Cognitive-Behavioral Therapy for Anxiety Indian Medical PG Question 10: In which of the following patients would supportive therapy be most challenging to implement effectively?
- A. Patient who is severely ill and has significant ego dysfunction
- B. Person who is motivated and has good self-control
- C. Person with good cognitive and functional abilities
- D. Patient who is severely ill and uncooperative (Correct Answer)
Cognitive-Behavioral Therapy for Anxiety Explanation: ***Patient who is severely ill and uncooperative***
- A **severely ill** patient who is **uncooperative** presents the most **immediate and direct barrier** to implementing supportive therapy effectively. Their **active resistance** to therapeutic interventions (refusing medication, declining to engage, missing appointments) makes it practically impossible to deliver care.
- **Uncooperativeness** represents active opposition to treatment, requiring resolution before any therapeutic work can proceed. Without patient engagement, even the most basic supportive interventions cannot be implemented.

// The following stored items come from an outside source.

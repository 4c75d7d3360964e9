//! Image preparation for the classical OCR backend.
//!
//! Scanned statements come in with grey backgrounds, coloured table bands
//! and JPEG noise. Tesseract reads clean black-on-white text far better, so
//! pages are converted to grayscale and binarised with Otsu's threshold.

use image::{DynamicImage, GrayImage, Luma};

/// Grayscale + global Otsu binarisation.
pub fn binarize(image: &DynamicImage) -> DynamicImage {
    let gray = image.to_luma8();
    let threshold = otsu_threshold(&gray);
    let mut out = GrayImage::new(gray.width(), gray.height());
    for (x, y, Luma([v])) in gray.enumerate_pixels() {
        let px = if *v > threshold { 255 } else { 0 };
        out.put_pixel(x, y, Luma([px]));
    }
    DynamicImage::ImageLuma8(out)
}

/// Threshold that maximises the between-class variance of the histogram.
pub fn otsu_threshold(gray: &GrayImage) -> u8 {
    let mut hist = [0u64; 256];
    for Luma([v]) in gray.pixels() {
        hist[*v as usize] += 1;
    }
    let total: u64 = hist.iter().sum();
    if total == 0 {
        return 127;
    }

    let sum_all: f64 = hist
        .iter()
        .enumerate()
        .map(|(i, &c)| i as f64 * c as f64)
        .sum();
    let mut sum_bg = 0.0;
    let mut weight_bg = 0u64;
    let mut best = (0u8, f64::MIN);

    for (t, &count) in hist.iter().enumerate() {
        weight_bg += count;
        if weight_bg == 0 {
            continue;
        }
        let weight_fg = total - weight_bg;
        if weight_fg == 0 {
            break;
        }
        sum_bg += t as f64 * count as f64;
        let mean_bg = sum_bg / weight_bg as f64;
        let mean_fg = (sum_all - sum_bg) / weight_fg as f64;
        let between = weight_bg as f64 * weight_fg as f64 * (mean_bg - mean_fg).powi(2);
        if between > best.1 {
            best = (t as u8, between);
        }
    }
    best.0
}

#[cfg(test)]
mod tests {
    use super::*;

    #[test]
    fn splits_bimodal_histogram() {
        let mut img = GrayImage::new(10, 1);
        for x in 0..10 {
            img.put_pixel(x, 0, Luma([if x < 5 { 40 } else { 210 }]));
        }
        let t = otsu_threshold(&img);
        assert!((40..210).contains(&t), "threshold {t}");

        let out = binarize(&DynamicImage::ImageLuma8(img)).to_luma8();
        assert_eq!(out.get_pixel(0, 0).0, [0]);
        assert_eq!(out.get_pixel(9, 0).0, [255]);
    }

    #[test]
    fn uniform_image_stays_uniform() {
        let img = GrayImage::from_pixel(4, 4, Luma([200]));
        let out = binarize(&DynamicImage::ImageLuma8(img)).to_luma8();
        let first = out.get_pixel(0, 0).0;
        assert!(out.pixels().all(|p| p.0 == first));
    }
}
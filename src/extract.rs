//! Extraction entry points.
//!
//! [`extract`] is the one-shot API: resolve the input, acquire the OCR
//! engine, run the pipeline, shut the engine down. Long-lived callers
//! (servers, batch jobs) acquire an [`OcrEngine`] once and call
//! [`extract_with_engine`] or [`process_document`] per statement.
//!
//! Only call-level problems (missing file, unreachable URL, unusable
//! backend) surface as `Err`. Anything that goes wrong with the document
//! itself ends up inside the returned [`ExtractionResult`].

use crate::config::ExtractionConfig;
use crate::error::{PageError, RecognitionError, StatementError};
use crate::output::ExtractionResult;
use crate::pipeline::aggregate::{self, PageOutcome};
use crate::pipeline::assemble;
use crate::pipeline::extract::extract_page;
use crate::pipeline::input::{self, DocumentPayload};
use crate::pipeline::normalize::normalize;
use crate::pipeline::ocr::OcrEngine;
use crate::pipeline::render::{self, Document, PageImage};
use futures::stream::{self, StreamExt};
use std::path::Path;
use std::time::{Duration, Instant};
use tracing::{debug, info, warn};

/// Extract a statement from a local path or HTTP/HTTPS URL.
///
/// # Errors
/// Returns `Err(StatementError)` only for call-level failures:
/// - file not found / permission denied / download failure
/// - recognition backend cannot be acquired
/// - libpdfium cannot be loaded
///
/// Undecodable or empty documents yield `Ok` with a `failed` result.
pub async fn extract(
    input_str: impl AsRef<str>,
    config: &ExtractionConfig,
) -> Result<ExtractionResult, StatementError> {
    let input_str = input_str.as_ref();
    info!("Starting extraction: {}", input_str);

    let payload = input::resolve_input(input_str, config.download_timeout_secs).await?;
    run_with_fresh_engine(payload, config).await
}

/// Extract a statement held in memory. `filename` is the format hint and
/// the reported `source`.
///
/// # Example
/// ```rust,no_run
/// use edgequake_statements::{extract_from_bytes, ExtractionConfig};
///
/// # #[tokio::main]
/// # async fn main() -> Result<(), Box<dyn std::error::Error>> {
/// let bytes = std::fs::read("statement.pdf")?;
/// let result = extract_from_bytes(bytes, "statement.pdf", &ExtractionConfig::default()).await?;
/// println!("{} holdings", result.holdings.len());
/// # Ok(())
/// # }
/// ```
pub async fn extract_from_bytes(
    bytes: impl Into<Vec<u8>>,
    filename: impl Into<String>,
    config: &ExtractionConfig,
) -> Result<ExtractionResult, StatementError> {
    run_with_fresh_engine(DocumentPayload::new(bytes, filename), config).await
}

async fn run_with_fresh_engine(
    payload: DocumentPayload,
    config: &ExtractionConfig,
) -> Result<ExtractionResult, StatementError> {
    let engine = OcrEngine::acquire(config).await?;
    let result = extract_with_engine(&engine, payload, config).await;
    engine.shutdown().await;
    result
}

/// Run the full pipeline on `payload` with an already-acquired engine.
///
/// Decode errors become a `failed` result with one top-level error entry,
/// and no recognition is attempted. Host problems (libpdfium cannot be
/// loaded, the render task dies) are returned as `Err`.
pub async fn extract_with_engine(
    engine: &OcrEngine,
    payload: DocumentPayload,
    config: &ExtractionConfig,
) -> Result<ExtractionResult, StatementError> {
    let started = Instant::now();
    let source = payload.filename.clone();

    let render_start = Instant::now();
    match render::rasterize(payload, config).await {
        Ok(document) => {
            debug!(
                "Rasterised {} pages in {}ms",
                document.page_count(),
                render_start.elapsed().as_millis()
            );
            Ok(process_pages(engine, document, config, started).await)
        }
        Err(e) if e.document_kind().is_some() => Ok(assemble::assemble_document_failure(
            &e,
            &source,
            engine.name(),
            started.elapsed(),
        )),
        Err(e) => Err(e),
    }
}

/// Run recognition, extraction, aggregation and assembly over an
/// already-rasterised document.
pub async fn process_document(
    engine: &OcrEngine,
    document: Document,
    config: &ExtractionConfig,
) -> ExtractionResult {
    let started = Instant::now();
    if document.pages.is_empty() {
        let e = StatementError::EmptyDocument {
            source_name: document.source.clone(),
        };
        return assemble::assemble_document_failure(&e, &document.source, engine.name(), started.elapsed());
    }
    process_pages(engine, document, config, started).await
}

async fn process_pages(
    engine: &OcrEngine,
    document: Document,
    config: &ExtractionConfig,
    started: Instant,
) -> ExtractionResult {
    let Document { source, pages } = document;
    let total_pages = pages.len();

    if let Some(ref cb) = config.progress_callback {
        cb.on_extraction_start(total_pages);
    }

    let outcomes = recognize_pages(engine, pages, config).await;
    let succeeded = outcomes.iter().filter(|o| o.extraction.is_ok()).count();

    if let Some(ref cb) = config.progress_callback {
        cb.on_extraction_complete(total_pages, succeeded);
    }

    let categorizer = config.categorizer();
    let result = match aggregate::aggregate(outcomes, categorizer.as_ref(), &config.default_currency) {
        Ok(agg) => assemble::assemble(
            agg,
            &source,
            engine.name(),
            started.elapsed(),
            config.review_threshold,
        ),
        Err(failure) => assemble::assemble_aggregation_failure(
            failure,
            &source,
            engine.name(),
            total_pages,
            started.elapsed(),
        ),
    };

    info!(
        "Extraction of '{}' {}: {}/{} pages, {} holdings, {} errors, {:.2}s",
        source,
        result.status.as_str(),
        succeeded,
        total_pages,
        result.holdings.len(),
        result.errors.len(),
        result.processing_time_seconds
    );
    result
}

/// Recognise pages concurrently, at most `config.concurrency` at a time.
/// Outcomes come back sorted by page index.
async fn recognize_pages(
    engine: &OcrEngine,
    pages: Vec<PageImage>,
    config: &ExtractionConfig,
) -> Vec<PageOutcome> {
    let total_pages = pages.len();
    let timeout = Duration::from_secs(config.page_timeout_secs);

    let mut outcomes: Vec<PageOutcome> = stream::iter(pages.into_iter().map(|page| {
        let engine = engine.clone();
        let callback = config.progress_callback.clone();
        async move {
            let page_num = page.index;
            if let Some(ref cb) = callback {
                cb.on_page_start(page_num, total_pages);
            }
            let outcome = recognize_page(&engine, page, timeout).await;
            if let Some(ref cb) = callback {
                match &outcome.extraction {
                    Ok(p) => cb.on_page_complete(page_num, total_pages, p.holdings.len()),
                    Err(e) => cb.on_page_error(page_num, total_pages, e.to_string()),
                }
            }
            outcome
        }
    }))
    .buffer_unordered(config.concurrency)
    .collect()
    .await;

    outcomes.sort_by_key(|o| o.page);
    outcomes
}

/// OCR → normalise → extract for one page, bounded by `timeout`.
///
/// A page that times out or fails recognition contributes no data.
async fn recognize_page(engine: &OcrEngine, page: PageImage, timeout: Duration) -> PageOutcome {
    let page_num = page.index;
    let work = async {
        let recognition = engine.recognize(&page.image).await?;
        let text = normalize(&recognition.text);
        let extraction = extract_page(page_num, &text, recognition.confidence);
        Ok::<_, RecognitionError>((text, extraction))
    };

    match tokio::time::timeout(timeout, work).await {
        Ok(Ok((text, extraction))) => {
            debug!(
                "Page {}: {} holdings, {} row errors",
                page_num,
                extraction.holdings.len(),
                extraction.row_errors.len()
            );
            PageOutcome::ok(page_num, text, extraction)
        }
        Ok(Err(e)) => {
            warn!("Page {}: recognition failed: {}", page_num, e);
            PageOutcome::failed(PageError::Recognition {
                page: page_num,
                detail: e.to_string(),
            })
        }
        Err(_) => {
            warn!("Page {}: timed out after {}s", page_num, timeout.as_secs());
            PageOutcome::failed(PageError::Timeout {
                page: page_num,
                secs: timeout.as_secs(),
            })
        }
    }
}

/// Extract a statement and write the result JSON to a file.
///
/// Uses atomic write (temp file + rename) to prevent partial files.
pub async fn extract_to_file(
    input_str: impl AsRef<str>,
    output_path: impl AsRef<Path>,
    config: &ExtractionConfig,
) -> Result<ExtractionResult, StatementError> {
    let result = extract(input_str, config).await?;
    write_result(&result, output_path.as_ref()).await?;
    Ok(result)
}

/// Serialise `result` as pretty JSON to `path`, atomically.
pub async fn write_result(result: &ExtractionResult, path: &Path) -> Result<(), StatementError> {
    let json = serde_json::to_string_pretty(result)
        .map_err(|e| StatementError::Internal(format!("JSON serialisation failed: {e}")))?;

    if let Some(parent) = path.parent().filter(|p| !p.as_os_str().is_empty()) {
        tokio::fs::create_dir_all(parent)
            .await
            .map_err(|e| StatementError::OutputWriteFailed {
                path: path.to_path_buf(),
                source: e,
            })?;
    }

    let tmp_path = path.with_extension("json.tmp");
    tokio::fs::write(&tmp_path, json.as_bytes())
        .await
        .map_err(|e| StatementError::OutputWriteFailed {
            path: path.to_path_buf(),
            source: e,
        })?;

    tokio::fs::rename(&tmp_path, path)
        .await
        .map_err(|e| StatementError::OutputWriteFailed {
            path: path.to_path_buf(),
            source: e,
        })?;

    Ok(())
}

/// Synchronous wrapper around [`extract`].
///
/// Creates a temporary tokio runtime internally.
pub fn extract_sync(
    input_str: impl AsRef<str>,
    config: &ExtractionConfig,
) -> Result<ExtractionResult, StatementError> {
    tokio::runtime::Runtime::new()
        .map_err(|e| StatementError::Internal(format!("Failed to create tokio runtime: {}", e)))?
        .block_on(extract(input_str, config))
}


#[cfg(test)]
mod tests {
    use super::*;
    use crate::error::ErrorKind;
    use crate::output::ExtractionStatus;
    use crate::pipeline::ocr::{OcrBackend, Recognition};
    use async_trait::async_trait;
    use image::DynamicImage;
    use std::sync::Arc;

    struct Fixed(&'static str);

    #[async_trait]
    impl OcrBackend for Fixed {
        fn name(&self) -> &str {
            "fixed"
        }

        async fn recognize(&self, _image: &DynamicImage) -> Result<Recognition, RecognitionError> {
            Ok(Recognition {
                text: self.0.to_string(),
                confidence: Some(0.95),
            })
        }
    }

    fn engine(text: &'static str) -> OcrEngine {
        OcrEngine::from_backend(Arc::new(Fixed(text)))
    }

    #[tokio::test]
    async fn garbage_bytes_fail_without_recognition() {
        let config = ExtractionConfig::default();
        let result = extract_with_engine(
            &engine("unused"),
            DocumentPayload::new(b"not a statement".to_vec(), "s.pdf"),
            &config,
        )
        .await
        .unwrap();
        assert_eq!(result.status, ExtractionStatus::Failed);
        assert_eq!(result.errors.len(), 1);
        assert_eq!(result.errors[0].kind, ErrorKind::DocumentDecode);
        assert_eq!(result.extraction_method, "fixed");
    }

    #[tokio::test]
    async fn missing_pdfium_is_a_call_error() {
        std::env::set_var("PDFIUM_LIB_PATH", "/nonexistent/libpdfium.so");
        let result = extract_with_engine(
            &engine("unused"),
            DocumentPayload::new(b"%PDF-1.7\n%%EOF\n".to_vec(), "s.pdf"),
            &ExtractionConfig::default(),
        )
        .await;
        std::env::remove_var("PDFIUM_LIB_PATH");
        assert!(
            matches!(result, Err(StatementError::PdfiumBindingFailed(_))),
            "{result:?}"
        );
    }

    #[tokio::test]
    async fn empty_document_is_reported() {
        let config = ExtractionConfig::default();
        let doc = Document::from_images("empty.pdf", vec![]);
        let result = process_document(&engine("unused"), doc, &config).await;
        assert_eq!(result.status, ExtractionStatus::Failed);
        assert_eq!(result.errors[0].kind, ErrorKind::EmptyDocument);
    }

    #[tokio::test]
    async fn single_page_success() {
        let text = "Client ID: AB-1234\nStatement Date 30.09.2025\n\
                    Apple Inc US0378331005 100 15.000,00\n\
                    Total Value 15.000,00 USD";
        let doc = Document::from_images("s.png", vec![DynamicImage::new_rgb8(8, 8)]);
        let result = process_document(&engine(text), doc, &ExtractionConfig::default()).await;
        assert_eq!(result.status, ExtractionStatus::Success);
        assert!(result.errors.is_empty());
        assert_eq!(result.pages_processed, 1);
        assert_eq!(result.holdings.len(), 1);
        assert_eq!(result.holdings[0].confidence, Some(0.95));
        let summary = result.summary.unwrap();
        assert_eq!(summary.currency, "USD");
        assert_eq!(summary.client_id.as_deref(), Some("AB-1234"));
    }

    #[tokio::test]
    async fn write_result_is_atomic_json() {
        let dir = tempfile::tempdir().unwrap();
        let path = dir.path().join("out/result.json");
        let result = ExtractionResult::failed("x.pdf", "fixed", 0, vec![], 0.0);
        write_result(&result, &path).await.unwrap();
        let text = std::fs::read_to_string(&path).unwrap();
        let v: serde_json::Value = serde_json::from_str(&text).unwrap();
        assert_eq!(v["status"], "failed");
        assert!(!path.with_extension("json.tmp").exists());
    }
}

- While other patients may have limitations, an uncooperative patient fundamentally blocks the therapeutic alliance necessary for any psychotherapy.
*Patient who is severely ill and has significant ego dysfunction*
- **Ego dysfunction** (impaired reality testing, poor impulse control, weak sense of self) is indeed challenging and represents a relative contraindication to insight-oriented therapies.
- However, patients with ego dysfunction may still **passively participate** in supportive therapy, especially when the therapy is structured and focused on basic stabilization rather than insight.
- The key difference: ego dysfunction is a **structural limitation** requiring adaptation of technique, whereas uncooperativeness is an **active barrier** preventing any intervention. A patient with ego dysfunction can still potentially benefit from modified supportive approaches, but an uncooperative patient cannot be engaged at all.
*Person who is motivated and has good self-control*
- This patient would be the **easiest to treat** with supportive therapy due to their intrinsic motivation and ability to manage their own behavior.
- Their **motivation** and **self-control** would facilitate adherence to treatment plans and active participation in their care, making implementation straightforward.
*Person with good cognitive and functional abilities*
- This patient would be **highly amenable to supportive therapy** as their cognitive and functional capacities allow them to understand and participate in treatment.
- Good cognitive and functional abilities enable them to comprehend instructions, manage their own care, and engage effectively with healthcare providers, presenting minimal implementation challenges.